Neighbourhood Development Plans

(asked on 27th May 2015) - View Source

Question to the Department for Levelling Up, Housing & Communities:

To ask Her Majesty’s Government whether parish councils can make a Neighbourhood Development Plan jointly for all or part of their areas, and if so, under what provision.


Answered by
Baroness Williams of Trafford Portrait
Baroness Williams of Trafford
Captain of the Honourable Corps of Gentlemen-at-Arms (HM Household) (Chief Whip, House of Lords)
This question was answered on 10th June 2015

Whilst information is not collected centrally, our informal monitoring tells us that as of the end of May 2015:

  • referendums have been held on the making of 67 neighbourhood plans. In each case the majority of those who voted were in favour of the neighbourhood plan being made (on average 89% of those voting voted in favour). 62 of the neighbourhood plans were instigated by a parish council and five by designated neighbourhood forums.

  • in total, 274 communities have carried out, or are currently carrying out, pre-submission consultation and publicity on a neighbourhood plan proposal.

  • 1,221 communities across England have applied for a neighbourhood area to be designated (the first formal step in the process) but have not yet undertaken pre-submission consultation and publicity on a neighbourhood plan proposal.

  • one Neighbourhood Development Order (Cockermouth) and three Community Right to Build Orders (Ferring) have been made (brought into force). A Neighbourhood Development Order grants planning permission for specific development or a class of development in a specified neighbourhood area (a community right to build order is a type of neighbourhood development order).

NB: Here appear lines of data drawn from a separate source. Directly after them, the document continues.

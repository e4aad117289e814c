//! Text cleaning and sentiment labeling for short social-media posts.
//!
//! Two pipelines share one cleaning core:
//!
//! - **classifier** (Variant A): URLs, mentions and whole hashtags removed,
//!   letters only, fed to a pretrained multiclass model.
//! - **lexicon** (Variant B): hashtag words kept, stopwords dropped, tokens
//!   lemmatized, scored by a valence lexicon with thresholds on the compound.
//!
//! ```
//! use tonal_core::{LinguisticResources, SentimentPipeline};
//! use tonal_types::SentimentLabel;
//!
//! let pipeline = SentimentPipeline::builtin_lexicon(&LinguisticResources::builtin());
//! let out = pipeline.analyze("The new Google Pixel camera is amazing!").unwrap();
//! assert_eq!(out.label, SentimentLabel::Positive);
//! ```

#![warn(missing_docs)]

pub mod analyzer;
pub mod error;
pub mod label;
pub mod pipeline;
pub mod resources;
pub mod scoring;

pub use analyzer::TextNormalizer;
pub use error::{AnalyzeError, LoadError};
pub use pipeline::{Analysis, Backend, LazyResource, SentimentPipeline};
pub use resources::LinguisticResources;
pub use scoring::{Classifier, LinearTextModel, PolarityScorer, ValenceLexicon};
//! Single-page HTML rendering.
//!
//! The page is the whole UI: a heading, a short description, one text area,
//! one button and at most one message box below it. Nothing here touches
//! the pipeline; handlers pass in what to show.

use std::fmt::Write;

use tonal_types::{SentimentLabel, Severity, Variant};

/// Static text of one demo page.
#[derive(Debug, Clone, Copy, PartialEq, Eq)]
pub struct PageCopy {
    pub page_title: &'static str,
    pub heading: &'static str,
    pub prompt: &'static str,
    pub placeholder: &'static str,
    pub button: &'static str,
}

const DESCRIPTION: &str = "This app analyzes the sentiment of tweets about <strong>Apple</strong> \
     and <strong>Google</strong> products.<br>Enter a tweet below to see if it's \
     <strong>Positive</strong>, <strong>Negative</strong>, or <strong>Neutral</strong>!";

impl PageCopy {
    pub const fn for_variant(variant: Variant) -> Self {
        match variant {
            Variant::Classifier => PageCopy {
                page_title: "Apple & Google Tweet Sentiment Analyzer",
                heading: "Twitter Sentiment Analyzer",
                prompt: "Enter a tweet about Apple or Google:",
                placeholder: "e.g., I love my new iPhone 15!",
                button: "Analyze Sentiment",
            },
            Variant::Lexicon => PageCopy {
                page_title: "Sentiment on Apple & Google",
                heading: "Sentiment Analyzer",
                prompt: "Enter a tweet about Apple or Google:",
                placeholder: "e.g., The new Google Pixel camera is amazing!",
                button: "Analyze",
            },
        }
    }
}

/// What the message box shows.
#[derive(Debug, Clone, Copy, PartialEq)]
pub enum Outcome {
    /// First visit, nothing submitted yet.
    Idle,
    /// Submission rejected; the text is shown as-is.
    Warning(&'static str),
    /// A label to show with its color.
    Labeled(SentimentLabel),
}

impl Outcome {
    fn message(&self) -> Option<(Severity, String)> {
        match *self {
            Outcome::Idle => None,
            Outcome::Warning(text) => Some((Severity::Warning, escape_html(text))),
            Outcome::Labeled(label) => Some((
                label.severity(),
                format!("Sentiment: <strong>{}</strong>", label.as_str()),
            )),
        }
    }
}

/// Renders the full page. `input` is echoed back into the text area.
pub fn render_page(variant: Variant, input: &str, outcome: Outcome) -> String {
    let copy = PageCopy::for_variant(variant);
    let mut html = String::with_capacity(2048);

    // Writing into a String cannot fail.
    let _ = write!(
        html,
        r#"<!DOCTYPE html>
<html lang="en">
<head>
<meta charset="utf-8">
<title>{page_title}</title>
<style>
body {{ font-family: sans-serif; max-width: 46rem; margin: 2rem auto; padding: 0 1rem; }}
textarea {{ width: 100%; height: 7rem; font-size: 1rem; }}
button {{ margin-top: .5rem; padding: .4rem 1rem; font-size: 1rem; }}
.msg {{ margin-top: 1rem; padding: .8rem 1rem; border-radius: .4rem; }}
.success {{ background: #e6f4ea; color: #1e7b34; }}
.error {{ background: #fdecea; color: #a8271b; }}
.info {{ background: #e8f0fe; color: #1a4fa0; }}
.warning {{ background: #fff8e1; color: #8a6d00; }}
</style>
</head>
<body>
<h1>{heading}</h1>
<p>{description}</p>
<form method="post" action="/">
<label for="text">{prompt}</label>
<textarea id="text" name="text" placeholder="{placeholder}">{input}</textarea>
<button type="submit">{button}</button>
</form>
"#,
        page_title = escape_html(copy.page_title),
        heading = copy.heading,
        description = DESCRIPTION,
        prompt = copy.prompt,
        placeholder = copy.placeholder,
        input = escape_html(input),
        button = copy.button,
    );

    if let Some((severity, message)) = outcome.message() {
        let _ = writeln!(
            html,
            r#"<div class="msg {}" role="status">{}</div>"#,
            severity.as_str(),
            message
        );
    }

    html.push_str("<hr>\n</body>\n</html>\n");
    html
}

/// Escapes text for HTML element content and attribute values.
pub fn escape_html(text: &str) -> String {
    let mut out = String::with_capacity(text.len());
    for ch in text.chars() {
        match ch {
            '&' => out.push_str("&amp;"),
            '<' => out.push_str("&lt;"),
            '>' => out.push_str("&gt;"),
            '"' => out.push_str("&quot;"),
            '\'' => out.push_str("&#39;"),
            _ => out.push(ch),
        }
    }
    out
}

A local planning authority must publish a map setting out the areas that are for the time being designated as neighbourhood areas. Details of the locations of neighbourhood planning across England, by local authority, can be found in the attached list. An interactive map with details of the referendums can be found at:

https://www.thinglink.com/scene/647092767838699520

A single parish council (as a relevant body) can apply for a multi-parished neighbourhood area to be designated as long as that multi-parished area includes all or part of that parish council’s administrative area. When the parish council begins to develop a neighbourhood plan or an Order (as a qualifying body) it needs to secure the consent of the other parish councils to undertake neighbourhood planning activities. The relevant provision is set out in section 61F of the Town and Country Planning Act 1990 as applied to neighbourhood plans by section 38C of the Planning and Compulsory Purchase Act 2004.